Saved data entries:
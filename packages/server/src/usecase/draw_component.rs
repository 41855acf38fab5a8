//! UseCase: 図の変更（draw_component）
//!
//! ## テスト実装の作業記録
//!
//! ### 何をテストしているか
//! - DrawComponentUseCase::execute() メソッド
//! - 図キャッシュの上書きと、送信者以外へのブロードキャスト
//!
//! ### なぜこのテストが必要か
//! - 競合解決は最後の書き込みが勝つ方式。バージョンもマージも無い
//! - 送信者自身には変更を送り返さない
//!
//! ### どのような状況を想定しているか
//! - 正常系：変更のブロードキャスト
//! - エッジケース：送信者のみが接続している場合（ブロードキャスト対象なし）

use std::sync::Arc;

use crate::domain::{BroadcastReport, ConnectionId, RoomEvent, RoomId, RoomRepository};

use super::broadcast::RoomBroadcaster;

/// 図の変更のユースケース
pub struct DrawComponentUseCase {
    /// Repository（ルームディレクトリの抽象化）
    repository: Arc<dyn RoomRepository>,
    /// ルーム単位のブロードキャスト
    broadcaster: Arc<RoomBroadcaster>,
}

impl DrawComponentUseCase {
    /// 新しい DrawComponentUseCase を作成
    pub fn new(repository: Arc<dyn RoomRepository>, broadcaster: Arc<RoomBroadcaster>) -> Self {
        Self {
            repository,
            broadcaster,
        }
    }

    /// 図の変更を実行
    ///
    /// # Arguments
    ///
    /// * `room_id` - 送信者のルーム
    /// * `sender` - 送信者の接続（配送対象から除外）
    /// * `xml` - 図の内容
    pub async fn execute(
        &self,
        room_id: &RoomId,
        sender: &ConnectionId,
        xml: String,
    ) -> BroadcastReport {
        // 1. 図キャッシュを上書き
        self.repository.update_diagram(room_id, xml.clone()).await;

        // 2. 送信者以外にブロードキャスト
        let event = RoomEvent::DiagramChanged { xml };
        let report = self
            .broadcaster
            .broadcast(room_id, &event, Some(sender))
            .await;
        tracing::debug!(
            "Diagram mutation from '{}' in room '{}' delivered to {} peer(s)",
            sender,
            room_id,
            report.delivered.len()
        );
        report
    }
}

Work order: Write out every line from the data above that includes "ConnectionId".

Written response:
use crate::domain::{BroadcastReport, ConnectionId, RoomEvent, RoomId, RoomRepository};
        sender: &ConnectionId,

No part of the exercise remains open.